A 61-Year-Old Woman With Abdominal Pain and Syncope

James J. McCombie, MB ChB; Erik D. Schraga, MD


June 01, 2016

Spontaneous rupture of a hepatoma is potentially life-threatening. The lifetime incidence of rupture is < 3% in patients with a diagnosis of hepatoma in Western countries; however, mortality was reported as being close to 50% among Asian patients in another series, where the incidence of hepatoma is as high as 12%-14%.[4]André[5] first reported hemoperitoneum associated with the rupture of primary hepatic tumors in 1851. Rupture is preceded by a rapid increase in the size of the tumor from bleeding within its substance.[6]

Any patient with known cirrhosis or hepatoma who presents with acute abdominal pain, particularly when associated with hypovolemia or evidence of peritoneal free fluid, should be approached with suspicion of hepatoma rupture. The diagnosis may be made by ultrasonography, CT, or angiography. When imaging is not readily available, deep peritoneal lavage can be performed as an alternative. In the absence of trauma, hemoperitoneum in a patient with a history of cirrhosis should be considered highly likely to have resulted from hepatoma rupture. Many cases, however, are diagnosed at laparotomy.[7]

Broadly speaking, three avenues of treatment exist: transcatheter arterial embolization (TAE), hepatectomy, and conservative management. In the acute phase, TAE for hemostasis has a high success rate (53%-100%). It has a lower 30-day mortality rate than open surgical methods (0-37% vs 28%-75%).

For definitive treatment, staged liver resection has a higher resection rate (21%-56% vs 13%-31%) and a lower in-hospital mortality rate (0%-9% vs 17%-100%) than one-stage emergency liver resection. Staged liver resection has a good survival rate (1 year, 54.2%-100%; 3 years, 21.2%-48%; 5 years, 15%-21.2%).[7,8]Emergency hepatectomy should be reserved for patients with an easily resectable lesion who are in a stable cardiovascular condition.
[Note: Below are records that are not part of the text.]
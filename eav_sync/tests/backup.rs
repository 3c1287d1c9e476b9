mod common;

use pretty_assertions::assert_eq;

use common::{setup, TestEnv, CUSTOMER_FLAT};
use eav_sync::sync::{BackupType, RestoreStatus};
use eav_sync::{Entity, RestoreOptions, SyncOptions, SyncStrategy};

const VERIFY_ONLY: RestoreOptions = RestoreOptions { verify_only: true };

/// Synced flat customer with one stored customer and a legacy table holding two rows
async fn populated() -> TestEnv {
    let env = setup(&[("customer", CUSTOMER_FLAT)]).await;
    assert!(env.sync("customer", SyncOptions::default()).await.success);

    let mut customer = Entity::new("customer").with("email", "ada@example.com");
    env.client.entities().save_entity(&mut customer).await.unwrap();

    let connection = env.connection();
    connection
        .execute("CREATE TABLE customer_entity_legacy (id INTEGER PRIMARY KEY, note TEXT)")
        .await
        .unwrap();
    connection
        .execute("INSERT INTO customer_entity_legacy (id, note) VALUES (1, 'first'), (2, 'second')")
        .await
        .unwrap();
    env
}

fn full_force() -> SyncOptions {
    SyncOptions::default()
        .with_strategy(SyncStrategy::Full)
        .force()
}

#[tokio::test]
async fn restore_brings_back_a_dropped_table() {
    let env = populated().await;

    let result = env.sync("customer", full_force()).await;
    assert!(result.success, "{}", result);
    let backup_id = result.backup_id.unwrap();
    assert!(!env.tables().await.contains(&"customer_entity_legacy".to_string()));

    let backup = env.client.engine().backups().get(backup_id).await.unwrap();
    assert_eq!(backup.entity_type_code, "customer");
    assert_eq!(backup.backup_type, BackupType::Full);
    assert_eq!(backup.table("customer_entity_legacy").unwrap().rows.len(), 2);

    let restored = env.client.restore(backup_id, &RestoreOptions::default()).await;

    assert_eq!(restored.status, RestoreStatus::Completed, "{}", restored);
    assert!(restored.success);
    assert!(restored
        .restored_tables
        .contains(&"customer_entity_legacy".to_string()));
    assert_eq!(env.count("SELECT COUNT(*) FROM customer_entity_legacy").await, 2);
    assert_eq!(
        env.count("SELECT COUNT(*) FROM customer_entity WHERE email = 'ada@example.com'")
            .await,
        1
    );

    // The restored table is drift again
    let report = env.client.analyze("customer").await.unwrap();
    assert_eq!(report.differences.len(), 1);
}

#[tokio::test]
async fn verify_only_changes_nothing() {
    let env = populated().await;
    let backup_id = env
        .sync("customer", full_force())
        .await
        .backup_id
        .unwrap();
    let before = env.tables().await;

    let verified = env.client.restore(backup_id, &VERIFY_ONLY).await;

    assert_eq!(verified.status, RestoreStatus::Verified);
    assert!(verified.success);
    assert!(verified.errors.is_empty());
    assert_eq!(env.tables().await, before);
}

#[tokio::test]
async fn verification_reports_columns_that_no_longer_exist() {
    let env = populated().await;
    let entity_type = env.client.registry().get("customer").unwrap();
    let backup = env
        .client
        .engine()
        .backups()
        .backup(&entity_type, BackupType::Data)
        .await
        .unwrap();

    env.connection()
        .execute("ALTER TABLE customer_entity DROP COLUMN is_verified")
        .await
        .unwrap();

    let verified = env.client.restore(backup.id, &VERIFY_ONLY).await;

    assert_eq!(verified.status, RestoreStatus::VerificationFailed);
    assert!(!verified.success);
    assert_eq!(verified.errors.len(), 1);
    assert!(verified.errors[0].message.contains("is_verified"));
}

#[tokio::test]
async fn schema_restore_keeps_rows() {
    let env = populated().await;
    let entity_type = env.client.registry().get("customer").unwrap();
    let backup = env
        .client
        .engine()
        .backups()
        .backup(&entity_type, BackupType::Schema)
        .await
        .unwrap();

    env.connection()
        .execute("ALTER TABLE customer_entity ADD COLUMN nickname TEXT")
        .await
        .unwrap();

    let restored = env.client.restore(backup.id, &RestoreOptions::default()).await;

    assert!(restored.success, "{}", restored);
    assert!(!env
        .columns("customer_entity")
        .await
        .contains(&"nickname".to_string()));
    assert_eq!(env.count("SELECT COUNT(*) FROM customer_entity").await, 1);
    assert_eq!(env.count("SELECT COUNT(*) FROM customer_entity_legacy").await, 2);
}

#[tokio::test]
async fn unknown_backup_fails() {
    let env = setup(&[("customer", CUSTOMER_FLAT)]).await;

    let result = env.client.restore(404, &RestoreOptions::default()).await;

    assert_eq!(result.status, RestoreStatus::Failed);
    assert!(!result.success);
    assert!(result.entity_type_code.is_none());
    assert!(result.errors[0].message.contains("#404"));
}
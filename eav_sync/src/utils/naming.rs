//! Naming utilities
//!
//! Table, index and identifier naming shared by the structure builder, the generator and the
//! storage strategies.

use inflector::Inflector;
use once_cell::sync::Lazy;
use regex::Regex;

use crate::entity::types::BackendType;
use crate::error::{Error, Result};

static IDENTIFIER: Lazy<Regex> =
    Lazy::new(|| Regex::new(r"^[a-z][a-z0-9_]{0,62}$").expect("identifier pattern is valid"));

/// Prefix shared by all physical value tables
pub const VALUE_TABLE_PREFIX: &str = "eav_values_";

/// Attribute metadata store
pub const ATTRIBUTE_TABLE: &str = "eav_attributes";

/// Engine bookkeeping tables, never reported as drift
pub const LOCK_TABLE: &str = "eav_sync_locks";
pub const BACKUP_TABLE: &str = "eav_schema_backups";

/// Whether `name` is safe to splice into SQL as an identifier
pub fn is_valid_identifier(name: &str) -> bool {
    IDENTIFIER.is_match(name)
}

/// Reject anything that is not a plain lowercase SQL identifier
pub fn validate_identifier(kind: &str, name: &str) -> Result<()> {
    if is_valid_identifier(name) {
        Ok(())
    } else {
        Err(Error::ConfigError(format!(
            "Invalid {} '{}': expected a lowercase identifier matching [a-z][a-z0-9_]*",
            kind, name
        )))
    }
}

/// Physical table holding every value of one backend type
pub fn value_table_name(backend_type: BackendType) -> String {
    format!("{}{}", VALUE_TABLE_PREFIX, backend_type.as_str())
}

/// Default entity table for an entity type code, e.g. `CustomerAddress` -> `customer_address_entity`
pub fn default_entity_table(code: &str) -> String {
    format!("{}_entity", code.to_snake_case())
}

/// Non-unique index name
pub fn index_name(table_name: &str, columns: &[&str]) -> String {
    format!("ix_{}_{}", table_name, columns.join("_"))
}

/// Unique index name
pub fn unique_index_name(table_name: &str, columns: &[&str]) -> String {
    format!("uq_{}_{}", table_name, columns.join("_"))
}

/// Whether an actual table is owned by the entity type using `entity_table`
pub fn is_owned_table(entity_table: &str, table_name: &str) -> bool {
    table_name == entity_table
        || table_name
            .strip_prefix(entity_table)
            .map_or(false, |rest| rest.starts_with('_'))
}

/// Tables shared by all entity types
pub fn shared_table_names() -> Vec<String> {
    let mut names = vec![ATTRIBUTE_TABLE.to_string()];
    names.extend(BackendType::all().iter().map(|bt| value_table_name(*bt)));
    names
}

/// Tables the engine creates for itself
pub fn is_engine_table(table_name: &str, history_table: &str) -> bool {
    table_name == LOCK_TABLE || table_name == BACKUP_TABLE || table_name == history_table
}

#[cfg(test)]
mod tests {
    use super::*;

    #[test]
    fn identifiers_are_lowercase_snake() {
        assert!(is_valid_identifier("customer_entity"));
        assert!(is_valid_identifier("is_verified2"));
        assert!(!is_valid_identifier("Customer"));
        assert!(!is_valid_identifier("1abc"));
        assert!(!is_valid_identifier("drop table;"));
        assert!(validate_identifier("attribute code", "e-mail").is_err());
    }

    #[test]
    fn table_names() {
        assert_eq!(value_table_name(BackendType::Decimal), "eav_values_decimal");
        assert_eq!(default_entity_table("customerAddress"), "customer_address_entity");
        assert_eq!(index_name("customer_entity", &["email"]), "ix_customer_entity_email");
        assert_eq!(
            unique_index_name("eav_values_int", &["entity_id", "attribute_id"]),
            "uq_eav_values_int_entity_id_attribute_id"
        );
    }

    #[test]
    fn ownership_requires_separator() {
        assert!(is_owned_table("customer_entity", "customer_entity"));
        assert!(is_owned_table("customer_entity", "customer_entity_legacy"));
        assert!(!is_owned_table("customer_entity", "customer_entityx"));
        assert!(!is_owned_table("customer_entity", "product_entity"));
    }
}
//! Logging setup
//!
//! Installs a `tracing` subscriber from the `[logging]` configuration section.

use std::fs::File;
use std::path::Path;

use tracing::Level;
use tracing_subscriber::{fmt, EnvFilter};

use crate::config::LoggingConfig;
use crate::error::{Error, Result};

/// Initialize logging based on configuration
pub fn init_logging(config: &Option<LoggingConfig>) -> Result<()> {
    let config = match config {
        Some(cfg) => cfg,
        None => return Ok(()),
    };

    let level = match config.level.to_lowercase().as_str() {
        "trace" => Level::TRACE,
        "debug" => Level::DEBUG,
        "warn" => Level::WARN,
        "error" => Level::ERROR,
        _ => Level::INFO,
    };

    let directive = format!("eav_sync={}", level)
        .parse()
        .map_err(|e| Error::ConfigError(format!("Invalid log directive: {}", e)))?;
    let env_filter = EnvFilter::from_default_env().add_directive(directive);
    let json = config.format.eq_ignore_ascii_case("json");

    let installed = if let Some(file_path) = &config.file {
        if let Some(parent) = Path::new(file_path).parent() {
            std::fs::create_dir_all(parent)?;
        }
        let file = File::create(file_path)?;

        if json {
            let subscriber = fmt::Subscriber::builder()
                .json()
                .with_env_filter(env_filter)
                .with_writer(file)
                .finish();
            tracing::subscriber::set_global_default(subscriber)
        } else {
            let subscriber = fmt::Subscriber::builder()
                .with_env_filter(env_filter)
                .with_writer(file)
                .with_ansi(false)
                .finish();
            tracing::subscriber::set_global_default(subscriber)
        }
    } else if config.stdout {
        if json {
            let subscriber = fmt::Subscriber::builder()
                .json()
                .with_env_filter(env_filter)
                .finish();
            tracing::subscriber::set_global_default(subscriber)
        } else {
            let subscriber = fmt::Subscriber::builder()
                .with_env_filter(env_filter)
                .finish();
            tracing::subscriber::set_global_default(subscriber)
        }
    } else {
        return Ok(());
    };

    installed.map_err(|e| Error::ConfigError(format!("Failed to install logger: {}", e)))
}
/// Execution phase of a step; steps run in phase order
#[derive(Debug, Clone, Copy, PartialEq, Eq, PartialOrd, Ord, Hash, Serialize, Deserialize)]
#[serde(rename_all = "snake_case")]
pub enum StepPhase {
    CreateTable,
    AddColumn,
    AddIndex,
    RegisterAttribute,
    ModifyColumn,
    ModifyIndex,
    MigrateAttribute,
    DropIndex,
    DropColumn,
    RemoveAttribute,
    DropTable,
}

impl StepPhase {
    pub fn is_destructive(&self) -> bool {
        matches!(
            self,
            StepPhase::DropIndex | StepPhase::DropColumn | StepPhase::RemoveAttribute | StepPhase::DropTable
        )
    }
}

/// One unit of migration work
#[derive(Debug, Clone, PartialEq, Serialize, Deserialize)]
pub struct MigrationStep {
    pub phase: StepPhase,
    pub table: String,
    pub description: String,
    pub statements: Vec<String>,
    pub rollback: Vec<String>,
    #[serde(default, skip_serializing_if = "Option::is_none")]
    pub guard: Option<StepGuard>,
}

/// Check run inside a step's transaction before its statements
#[derive(Debug, Clone, PartialEq, Serialize, Deserialize)]
pub struct StepGuard {
    /// Counts the rows the step would not carry over intact; anything above 0 fails the step
    pub sql: String,
    pub message: String,
}

/// Ordered steps plus the differences the strategy does not allow to apply
#[derive(Debug, Clone, PartialEq, Serialize, Deserialize)]
pub struct MigrationPlan {
    pub entity_type_code: String,
    pub strategy: SyncStrategy,
    pub steps: Vec<MigrationStep>,
    pub deferred: Vec<SchemaDifference>,
}

impl MigrationPlan {
    pub fn is_empty(&self) -> bool {
        self.steps.is_empty()
    }

    pub fn descriptions(&self) -> Vec<String> {
        self.steps.iter().map(|step| step.description.clone()).collect()
    }

    pub fn has_destructive_steps(&self) -> bool {
        self.steps.iter().any(|step| step.phase.is_destructive())
    }
}

/// Migration SQL generator
#[derive(Debug, Clone)]
pub struct MigrationGenerator {
    dialect: Dialect,
    varchar_length: usize,
}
Conservative therapy may be used for selected patients in extremely poor condition. The recommended treatment for most patients with ruptured HCC is TAE, followed by hepatectomy (if the lesion is resectable).[8]

As long as a patient with rupture undergoes TAE and the tumor is amenable to resection, survival rates are good. In one study, cumulative survival rates at 1, 5, and 10 years among patients treated with elective hepatectomy after ruptured hepatoma and initial TAE were 90.0%, 67.5%, and 20.3%, respectively.[8]However, reports have described intraperitoneal seeding of hepatoma after rupture occurring as early as 3 months after the event.[9]

Sorafenib, an inhibitor of several protein kinases implicated in carcinogenesis, was approved by the US Food and Drug Administration for the treatment of advanced HCC in 2007. Results from the Sorafenib Hepatocellular Carcinoma Assessment Randomized Protocol (SHARP) trial demonstrated an increase of 3 months in both median survival time and time to radiographic progression of the lesion in patients given sorafenib over placebo.[10]